Thursday, September 13, 2012 at 18:37
After a first visit to Restaurant Philippe Excoffier, I was underwhelmed by the cooking of the chef who ran the kitchens of the American Embassy in Paris for many years and who recently published a book of recipes of the dishes he cooked there for Dorothy Stapleton, the wife of the man George W. Bush sent to France as his ambassador. That early summer night, the dishes that Bruno and I ate with old friends from Los Angeles left us diffident at best. Charles and Kato were off to Switzerland to see her father early in the morning, though, and the three of us had most recently shared an exceptionally good meal at El Faro in Cadiz a few weeks earlier. So I later wondered if perhaps there wasn't something disjointed about the casting of this evening, which might have been unfair to the chef?

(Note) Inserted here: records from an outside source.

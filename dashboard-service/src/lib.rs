pub mod config;
pub mod metrics_server;
pub mod observability;
pub mod output;
pub mod pipeline;
pub mod report;
pub mod report_server;
pub mod sinks;
pub mod snapshot;
pub mod sources;
pub mod transform;

pub use pipeline::{Envelope, Pipeline};
pub use report::{build_report, DashboardReport, ReportContext};
pub use snapshot::Snapshot;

Ever since I almost jumped out of my shoes at the deep intimacy implied between my nationality and the man I consider to be the worst president in American history conveyed by the table loads of silver-framed Bush family photographs I spotted while wandering through the public reception rooms at the U.S. Embassy in Paris during those dark years, I'll admit I've harbored a certain a piori hostility towards anyone who might even have remotely abetted this destructive and wrong-footed presidency. With the distance of several weeks, however, I realized that the prejudice I brought to dinner that night was as unfair as any prejudice always is, since a prejudice is a prejudgment in advance of rational facts or meditated and learned experience.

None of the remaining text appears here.